Raja Setan Dibakar di Padang!
Indonesia yang kaya akan suku dan adat kebudayaan memang tak ada habisnya jika dibicarakan Trippers, jadi tidak bosan-bosannya Trippers.id kasih tahu hal yang menarik kepada Trippers tentang Indonesia ini.
Jika berkunjung ke Kota Padang, ada salah satu ritual yang pasti ada dan diadakan secara rutin setahun sekali. Yaitu ritual membakar raja setan, weh ngeri gak sih Trippers, pada tanggal 15 bulan tujuh penanggalan Imlek, warga keturunan Tionghoa di Kota Padang, Sumatera Barat punya tradisi mengarak dan membakar patung Raja Setan. Tradisi ini sebagai salah satu ritual sembahyang Tinggi atau Tee Soe di Klenteng lama, See Hin Kiong mendoakan untuk arwah para leluhur.
Rangkaian kegiatan Sembahyang ini digelar di halaman Klenteng See Hin Kiong yang lama, Jalan Klenteng, Kelurahan Kampung Pondok, Kecamatan Padang Barat, Kota Padang, Sumatera Barat.
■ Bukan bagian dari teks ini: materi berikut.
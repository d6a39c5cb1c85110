//! Shared run counters and the final run summary.
//!
//! Counters are increment-only and read for reporting. None of them gate
//! stage completion, which is driven by channel closure.

use assocrank_common::format::millify;
use assocrank_common::PairKey;
use chrono::{DateTime, Utc};
use serde::{Deserialize, Serialize};
use std::sync::atomic::{AtomicBool, AtomicU64, AtomicUsize, Ordering};
use std::sync::Mutex;
use std::time::{Duration, Instant};
use uuid::Uuid;

/// Failed keys kept by value for the summary; the rest are only counted.
pub const FAILED_SAMPLE_LIMIT: usize = 100;

#[derive(Debug)]
pub struct Progress {
    started: Instant,
    enumerated: AtomicU64,
    fetched: AtomicU64,
    with_data: AtomicU64,
    empty: AtomicU64,
    stored: AtomicU64,
    failed: AtomicU64,
    unregistered: AtomicU64,
    failed_sample: Mutex<Vec<String>>,
    fetch_workers_active: AtomicUsize,
    compute_workers_active: AtomicUsize,
    enumeration_finished: AtomicBool,
    fetch_finished: AtomicBool,
    compute_finished: AtomicBool,
}

impl Progress {
    pub fn new(fetch_workers: usize, compute_workers: usize) -> Self {
        Self {
            started: Instant::now(),
            enumerated: AtomicU64::new(0),
            fetched: AtomicU64::new(0),
            with_data: AtomicU64::new(0),
            empty: AtomicU64::new(0),
            stored: AtomicU64::new(0),
            failed: AtomicU64::new(0),
            unregistered: AtomicU64::new(0),
            failed_sample: Mutex::new(Vec::new()),
            fetch_workers_active: AtomicUsize::new(fetch_workers),
            compute_workers_active: AtomicUsize::new(compute_workers),
            enumeration_finished: AtomicBool::new(false),
            fetch_finished: AtomicBool::new(false),
            compute_finished: AtomicBool::new(false),
        }
    }

    pub fn elapsed(&self) -> Duration {
        self.started.elapsed()
    }

    /// Items per second since the run started.
    pub fn rate(&self, count: u64) -> f64 {
        count as f64 / self.elapsed().as_secs_f64().max(1e-9)
    }

    // ── Counters ──

    pub fn record_enumerated(&self) -> u64 {
        self.enumerated.fetch_add(1, Ordering::Relaxed) + 1
    }

    pub fn record_fetched(&self) -> u64 {
        self.fetched.fetch_add(1, Ordering::Relaxed) + 1
    }

    pub fn record_scored(&self) -> u64 {
        self.with_data.fetch_add(1, Ordering::Relaxed) + 1
    }

    pub fn record_empty(&self) -> u64 {
        self.empty.fetch_add(1, Ordering::Relaxed) + 1
    }

    pub fn record_stored(&self, n: u64) -> u64 {
        self.stored.fetch_add(n, Ordering::Relaxed) + n
    }

    /// Evidence items skipped for an unregistered datasource.
    pub fn record_unregistered(&self, n: u64) -> u64 {
        self.unregistered.fetch_add(n, Ordering::Relaxed) + n
    }

    pub fn record_failed(&self, key: &PairKey) {
        self.failed.fetch_add(1, Ordering::Relaxed);
        if let Ok(mut sample) = self.failed_sample.lock() {
            if sample.len() < FAILED_SAMPLE_LIMIT {
                sample.push(key.id());
            }
        }
    }

    pub fn enumerated(&self) -> u64 {
        self.enumerated.load(Ordering::Relaxed)
    }

    pub fn fetched(&self) -> u64 {
        self.fetched.load(Ordering::Relaxed)
    }

    pub fn with_data(&self) -> u64 {
        self.with_data.load(Ordering::Relaxed)
    }

    pub fn empty(&self) -> u64 {
        self.empty.load(Ordering::Relaxed)
    }

    pub fn stored(&self) -> u64 {
        self.stored.load(Ordering::Relaxed)
    }

    pub fn failed(&self) -> u64 {
        self.failed.load(Ordering::Relaxed)
    }

    pub fn unregistered(&self) -> u64 {
        self.unregistered.load(Ordering::Relaxed)
    }

    /// Share of enumerated keys the compute stage has seen, in percent.
    pub fn percent_computed(&self) -> f64 {
        let total = self.enumerated();
        if total == 0 {
            return 0.0;
        }
        100.0 * (self.with_data() + self.empty()) as f64 / total as f64
    }

    // ── Stage flags ──

    pub fn mark_enumeration_finished(&self) {
        self.enumeration_finished.store(true, Ordering::Release);
    }

    /// Called by each fetch worker on exit; the last one sets the flag.
    pub fn fetch_worker_exited(&self) {
        if self.fetch_workers_active.fetch_sub(1, Ordering::AcqRel) == 1 {
            self.fetch_finished.store(true, Ordering::Release);
        }
    }

    pub fn compute_worker_exited(&self) {
        if self.compute_workers_active.fetch_sub(1, Ordering::AcqRel) == 1 {
            self.compute_finished.store(true, Ordering::Release);
        }
    }

    pub fn enumeration_finished(&self) -> bool {
        self.enumeration_finished.load(Ordering::Acquire)
    }

    pub fn fetch_finished(&self) -> bool {
        self.fetch_finished.load(Ordering::Acquire)
    }

    pub fn compute_finished(&self) -> bool {
        self.compute_finished.load(Ordering::Acquire)
    }

    pub fn summary(
        &self,
        run_id: Uuid,
        namespace: &str,
        started_at: DateTime<Utc>,
    ) -> RunSummary {
        let enumerated = self.enumerated();
        let with_data = self.with_data();
        RunSummary {
            run_id,
            namespace: namespace.to_string(),
            started_at,
            finished_at: Utc::now(),
            pairs_enumerated: enumerated,
            pairs_fetched: self.fetched(),
            pairs_with_data: with_data,
            pairs_empty: self.empty(),
            scores_stored: self.stored(),
            failed_pairs: self.failed(),
            failed_pair_sample: self
                .failed_sample
                .lock()
                .map(|s| s.clone())
                .unwrap_or_default(),
            unregistered_evidence: self.unregistered(),
            sparsity_ratio: sparsity_ratio(enumerated, with_data),
            elapsed: self.elapsed(),
        }
    }
}

/// `(total - with_data) / total`, or 0 for an empty run.
pub fn sparsity_ratio(total: u64, with_data: u64) -> f64 {
    if total == 0 {
        return 0.0;
    }
    total.saturating_sub(with_data) as f64 / total as f64
}

#[derive(Debug, Clone, PartialEq, Serialize, Deserialize)]
pub struct RunSummary {
    pub run_id: Uuid,
    pub namespace: String,
    pub started_at: DateTime<Utc>,
    pub finished_at: DateTime<Utc>,
    pub pairs_enumerated: u64,
    pub pairs_fetched: u64,
    pub pairs_with_data: u64,
    pub pairs_empty: u64,
    pub scores_stored: u64,
    pub failed_pairs: u64,
    pub failed_pair_sample: Vec<String>,
    pub unregistered_evidence: u64,
    pub sparsity_ratio: f64,
    pub elapsed: Duration,
}

impl RunSummary {
    /// One-line human form for the final log line.
    pub fn headline(&self) -> String {
        format!(
            "{} pairs, {} with data, {} stored, {} failed, sparsity {:.3}",
            millify(self.pairs_enumerated as f64),
            millify(self.pairs_with_data as f64),
            millify(self.scores_stored as f64),
            self.failed_pairs,
            self.sparsity_ratio,
        )
    }
}

#[cfg(test)]
mod tests {
    use super::*;

    #[test]
    fn test_sparsity_ratio() {
        assert_eq!(sparsity_ratio(0, 0), 0.0);
        assert_eq!(sparsity_ratio(4, 1), 0.75);
        assert_eq!(sparsity_ratio(2, 2), 0.0);
    }

    #[test]
    fn test_last_worker_sets_stage_flag() {
        let progress = Progress::new(2, 1);
        progress.fetch_worker_exited();
        assert!(!progress.fetch_finished());
        progress.fetch_worker_exited();
        assert!(progress.fetch_finished());
        progress.compute_worker_exited();
        assert!(progress.compute_finished());
    }

    #[test]
    fn test_failed_sample_is_capped() {
        let progress = Progress::new(1, 1);
        for i in 0..(FAILED_SAMPLE_LIMIT + 5) {
            progress.record_failed(&PairKey::new(format!("T{i}"), "D"));
        }
        let summary = progress.summary(Uuid::new_v4(), "ns", Utc::now());
        assert_eq!(summary.failed_pairs, (FAILED_SAMPLE_LIMIT + 5) as u64);
        assert_eq!(summary.failed_pair_sample.len(), FAILED_SAMPLE_LIMIT);
        assert_eq!(summary.failed_pair_sample[0], "T0-D");
    }

    #[test]
    fn test_percent_computed() {
        let progress = Progress::new(1, 1);
        assert_eq!(progress.percent_computed(), 0.0);
        for _ in 0..4 {
            progress.record_enumerated();
        }
        progress.record_scored();
        progress.record_empty();
        assert_eq!(progress.percent_computed(), 50.0);
    }

    #[test]
    fn test_unregistered_evidence_reaches_summary() {
        let progress = Progress::new(1, 1);
        progress.record_unregistered(2);
        progress.record_unregistered(1);
        let summary = progress.summary(Uuid::new_v4(), "ns", Utc::now());
        assert_eq!(summary.unregistered_evidence, 3);
    }
}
Malam hari adalah puncak dari acara Bakar Raja Setan ini Trippers, pada pukul 23.00 mulai Sembahyang Tinggi, beberapa orang dari petinggi Klenteng melakukan sembahyang di depan Tee Soe ini, Patung Raja Setan yang sudah diletakkan di tengah-tengah halaman klenteng lama See Hin Kiong dikelilingi dengan uang arwah yang terdiri atas kertas emas yang digunakan untuk upacara sembahyang kepada dewa-dewa dan kertas perak untuk upacara sembahyang kepada para leluhur dan arwah-arwah orang yang sudah meninggal dunia.
Saat pembakaran Raja Setan dimulai biasanya ratusana masyarakat akan berkumpul dalam tenda sesajen untuk berebut mengambil makanan, orang-orang biasanya berusaha untuk mengambil makanan sebanyak-banyaknya, menggunakan cara apapun, ada yang memasukkan kedalam kantong, membawa plastik dan tak segan-segan membawa karung.
Ritual ini Sembahyang Tee Soe ini merupakan tradisi etnis Tionghoa yang sudah ada sejak ribuan tahun lalu dan bahkan digelar serentak diseluruh dunia. Ritual ini di laksanakan setiap tanggal 15 bulan 7 penanggalan Imlek. Hari itu memang di percaya etnis Tionghoa sebagai hari berkunjungnya arwah-arwah para leluhur.
Untuk tradisi berebut makanan sebagai simbol berbagi dengan masyarakat yang tidak mampu secara ekonomi sehingga mereka bisa menikmati makanan tersebut dan diperbolehkan bagi siapa saja yang ikut mengambil makanan yang ada.